(前回の続き)
高橋:秋から冬にかけて多くの企業が1dayインターンシップの募集に躍起になる傾向があるが、私たちはこの風潮に問題意識を感じています。先生のご意見を聞かせてください。
眞鍋:インターンシップの元々の意味は「就業体験」です。そんな中、1dayで「インターンシップ」という言葉を使われていることに違和感がある。一日じゃ就業体験はできないと。

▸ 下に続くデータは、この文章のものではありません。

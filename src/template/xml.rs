//! Minimal element tree over quick-xml events
//!
//! Only what substitution needs: element nesting, unescaped text and every
//! other event carried through untouched so parts round-trip.

use quick_xml::events::{BytesText, Event};
use quick_xml::events::BytesStart;
use quick_xml::{Reader, Writer};

#[derive(Debug, Clone)]
pub enum Node {
    Element(Element),
    Text(String),
    Other(Event<'static>),
}

#[derive(Debug, Clone)]
pub struct Element {
    pub start: BytesStart<'static>,
    pub children: Vec<Node>,
    pub self_closing: bool,
}

impl Element {
    pub fn is(&self, name: &[u8]) -> bool {
        self.start.name().into_inner() == name
    }

    /// Concatenated text of the direct text children
    pub fn text(&self) -> String {
        self.children
            .iter()
            .filter_map(|c| match c {
                Node::Text(t) => Some(t.as_str()),
                _ => None,
            })
            .collect()
    }

    pub fn set_text(&mut self, text: &str) {
        let edge_space = text.starts_with(char::is_whitespace) || text.ends_with(char::is_whitespace);
        if edge_space && !self.has_attribute("xml:space") {
            self.start.push_attribute(("xml:space", "preserve"));
        }
        self.children = if text.is_empty() {
            Vec::new()
        } else {
            vec![Node::Text(text.to_string())]
        };
        self.self_closing = false;
    }

    fn has_attribute(&self, name: &str) -> bool {
        matches!(self.start.try_get_attribute(name), Ok(Some(_)))
    }
}

pub fn parse(xml: &str) -> Result<Vec<Node>, String> {
    let mut reader = Reader::from_str(xml);
    let mut stack: Vec<Element> = Vec::new();
    let mut roots = Vec::new();

    loop {
        let event = reader
            .read_event()
            .map_err(|e| format!("at byte {}: {}", reader.buffer_position(), e))?;

        let node = match event {
            Event::Start(start) => {
                stack.push(Element {
                    start: start.into_owned(),
                    children: Vec::new(),
                    self_closing: false,
                });
                continue;
            }
            Event::End(_) => match stack.pop() {
                Some(element) => Node::Element(element),
                None => return Err("unexpected closing tag".to_string()),
            },
            Event::Empty(start) => Node::Element(Element {
                start: start.into_owned(),
                children: Vec::new(),
                self_closing: true,
            }),
            Event::Text(text) => Node::Text(text.unescape().map_err(|e| e.to_string())?.into_owned()),
            Event::Eof => break,
            other => Node::Other(other.into_owned()),
        };

        match stack.last_mut() {
            Some(parent) => parent.children.push(node),
            None => roots.push(node),
        }
    }

    if !stack.is_empty() {
        return Err(format!("{} unclosed element(s)", stack.len()));
    }

    Ok(roots)
}

pub fn write(nodes: &[Node]) -> Result<Vec<u8>, String> {
    let mut writer = Writer::new(Vec::new());
    for node in nodes {
        write_node(&mut writer, node)?;
    }
    Ok(writer.into_inner())
}

fn write_node(writer: &mut Writer<Vec<u8>>, node: &Node) -> Result<(), String> {
    match node {
        Node::Element(element) => {
            if element.self_closing && element.children.is_empty() {
                emit(writer, Event::Empty(element.start.borrow()))?;
            } else {
                emit(writer, Event::Start(element.start.borrow()))?;
                for child in &element.children {
                    write_node(writer, child)?;
                }
                emit(writer, Event::End(element.start.to_end()))?;
            }
        }
        Node::Text(text) => emit(writer, Event::Text(BytesText::new(text)))?,
        Node::Other(event) => emit(writer, event.borrow())?,
    }
    Ok(())
}

fn emit(writer: &mut Writer<Vec<u8>>, event: Event<'_>) -> Result<(), String> {
    writer.write_event(event).map_err(|e| e.to_string())
}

高橋:1dayインターンシップで出来るのは、見学かオリエンテーションくらいだと?
眞鍋:1dayインターンシップのプログラムを企業さんから色々と聞いているが、基本的に会社説明会の域を超えていない。「インターンシップ」という言い方をやめて頂きたいという思いがあります。
高橋:インターンシップとは、もっとリアリティのあるものであるべきだと?
眞鍋:最近、ある3年生と話をしていると「1dayインターンに行かなきゃいけない」という思い込みや焦りがあるのに気付きまいた。就活を未経験だからなんですが。
高橋:強迫観念みたいな?
眞鍋:はい。手当たり次第に応募をして、その中で決まった大阪かどこか遠方の会社1社だけ行くのに交通費を使って、インターンシップに行っている。1dayインターンシップの情報がバッと出てきて「これに行くことが就活なんだ」と誤解を生んでいる。そんな今の就活の流れは非常に問題だと思っています。
高橋:1dayインターンシップに参加することが「就活している」と多くの学生が思い込まされていると?
眞鍋:企業側は1dayインターンシップの後に「自己分析講座やりますよ」「面接講座やりますよ」などと言いながら学生をどんどん囲い込んでいく。学生に「ここに乗らなきゃ就活出来ない」と思い込ませているのは企業側も反省すべきところだと思います。就職支援の企業たちもやり方を変えてもらわないといけないと。学生も選択眼を持たなければいけないと思います。
高橋:本来、学生と企業の出会いは、どうあるのがふさわしいのでしょうか??
眞鍋:地元の中小企業などに学生が日常的に触れ合う機会を定期的に設けるのが、最初のステップとして大事だと思います。地元にはこういう企業があり、社長がいて、どんな事業をして、どんな人材を求めているのかを最初の段階でイメージする時期が必要だと思います。
高橋:なるほど。
眞鍋:その次は、やはり就業体験です。できれば1ヵ月、2ヵ月、3ヵ月、場合によっては半年とか、長い方がいいと思います。日常を体験した期間があり、その後に就活があるという流れを作っていく必要があると思います。
高橋:それは学生一人ひとりの意識次第では個人的には起こせる動きですよね?まず地域企業と交流し、中長期的な企業での就労体験をした上で、見定めた企業を受験していくことは、一人ひとりの学生のレベルだったらできる?
眞鍋:今すぐできます。実際やっている学生は少しずつ出てきています。
高橋:最後に「はたらくTV」の学生へ向けたメッセージを頂ければと思います。
眞鍋:学生の皆さんは就職活動を始めるにあたって、悩みや葛藤、分からないことがたくさんあると思います。合同企業説明会で説明することは確かに重要だが、それはその企業の日常ではないことがよくあります。ですので、自分の目で確かめること、出来れば少し時間をかけて体験をすること。そういう機会を学生自身で作っていくのが重要だと思います。頑張ってください。